Como podemos notar, os suportes variam e agigantam-se os materiais a serem lidos, razões pelas quais entendemos que o tamanho da nossa leitura delimita o tamanho da nossa compreensão do mundo. Ademais, pensar a formação humana sem o componente da leitura parece-nos fora de lugar, pois desde que entramos na escola estamos buscando ferramentas úteis a nosso desenvolvimento global. E aí a leitura se torna indispensável à condução dos processos de sociabilidade nos quais nos mergulhamos. Como pensar o ser humano que não lê? A leitura não é fundamental à educação e à mediação da convivência entre os homens? Não é por meio da leitura que entramos em contato com uma parte significativa da cultura, de nosso jeito humano de ser/estar no mundo? Como imaginar o cidadão que não se informa sobre seu entorno? É possível imaginar alguém que não busque informações, conhecimentos e saberes por meio do ato de ler?

Essas perguntas evidenciam que, se considerarmos a educação como a via pela qual o homem e a mulher se fazem humanos, e se entendermos que a leitura é uma atividade elementar nesse percurso, por conseguinte temos que admitir que a tela e o texto podem ganhar relevância isonômica em comparação com o livro e outros materiais escritos nos meios educacionais. O computador, a tela e o texto são recursos de que não podemos abrir mão na alfabetização, no letramento e em outros níveis da educação formal. Não utilizá-los pode representar exclusão de um contingente significativo de indivíduos da formação formal e informal.
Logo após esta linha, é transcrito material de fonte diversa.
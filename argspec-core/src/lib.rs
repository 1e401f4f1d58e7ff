//! Core types and matching for tiered command-line arguments.
//!
//! Callers declare tiers ([`Specification`]) in a [`Registry`], bind
//! [`Argument`]s to them, and describe legal parent/child combinations as
//! [`Grouping`]s. A [`Matcher`] then locates arguments and call-chains in a
//! flat token stream, and [`Restriction`]s turn those answers into
//! [`Violation`] records.
//!
//! ```
//! use argspec_core::{FoundOptions, Registry};
//!
//! let mut registry = Registry::new();
//! let root = registry.add_specification(0, "--").unwrap();
//! let child = registry.add_specification(1, "-").unwrap();
//! let convert = registry.add_argument(&root, "convert").unwrap();
//! let input = registry.add_argument(&child, "in").unwrap();
//!
//! let tokens = ["--convert", "-in", "a.txt"];
//! let matcher = registry.matcher();
//! assert_eq!(matcher.chain_params(&[convert.clone(), input], &tokens), ["a.txt"]);
//! assert!(matcher.found(&convert, FoundOptions::WITH_CHILDREN, &tokens).unwrap());
//! ```

mod argument;
mod compare;
mod error;
mod matcher;
mod options;
mod registry;
pub mod restriction;
pub mod segment;
pub mod sequence;
mod specification;
pub mod tokens;

pub use argument::{join_commands, Argument, Grouping};
pub use compare::StringComparison;
pub use error::{ArgSpecError, Result};
pub use matcher::Matcher;
pub use options::{FoundOptions, FoundPolicy, Requirement};
pub use registry::Registry;
pub use restriction::{Restriction, RestrictionSet, Violation};
pub use specification::Specification;

// Version information
pub const VERSION: &str = env!("CARGO_PKG_VERSION");
//! Token sources.

/// The process invocation arguments without the executable path.
///
/// Arguments that are not valid Unicode are converted lossily.
pub fn from_env() -> Vec<String> {
    std::env::args_os()
        .skip(1)
        .map(|arg| arg.to_string_lossy().into_owned())
        .collect()
}

/// Owned tokens from any sequence of string-like values
pub fn from_iter<I, S>(tokens: I) -> Vec<String>
where
    I: IntoIterator<Item = S>,
    S: Into<String>,
{
    tokens.into_iter().map(Into::into).collect()
}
Considerando o exposto, neste artigo vamos tratar da questão da subjetividade, lembrando que educação, tela e texto são caminhos profícuos para sua formação. Empregamos aqui a metodologia da análise de conteúdos bibliográficos, visando ao debate e à reflexão sobre a temática adotada. Ao final, após uma breve nota conclusiva, dispomos a lista das obras consultadas e referenciadas na realização do presente artigo. Nosso intuito é o de que este estudo contribua para o debate sobre a temática proposta.


Que é isto, a subjetividade?

Segundo o dicionário Priberam, a subjetividade envolve o que é subjetivo, originado do latim subjectivu e se refere ao que é "relativo ao sujeito", ao "que é existente nele"; ao "que se passa na consciência", ao "que é próprio de um ou de vários sujeitos" e "pode não ser válido para todos" por "ser subjetivo". Subjetividade implica a idéia de sujeito pensante e consciente, contrapondo-se a objeto e a objetivo. Referir-se à subjetividade é, ainda, aludir ao sujeito em sua existencialidade no mundo entre os humanos.

No entanto, verificada a história, notamos que durante a Idade Média o homem e a mulher não foram compreendidos em sua condição ontológica holística e integral. À época, ressaltava-se que o humano era matéria e espírito, como uma derivação do dualismo presente na filosofia grega antiga, que representava o homem e a mulher como realidades bipartidas em corpo e alma, tal qual água e óleo. A alma e o espírito estão no corpo, mas não são admitidas como expressão de um único e mesmo ser, pluricaracterizado e complexo (PLATÃO, 1980). Não sabiam eles que, como disse Adélia Prado, "sem corpo a alma não goza" (2).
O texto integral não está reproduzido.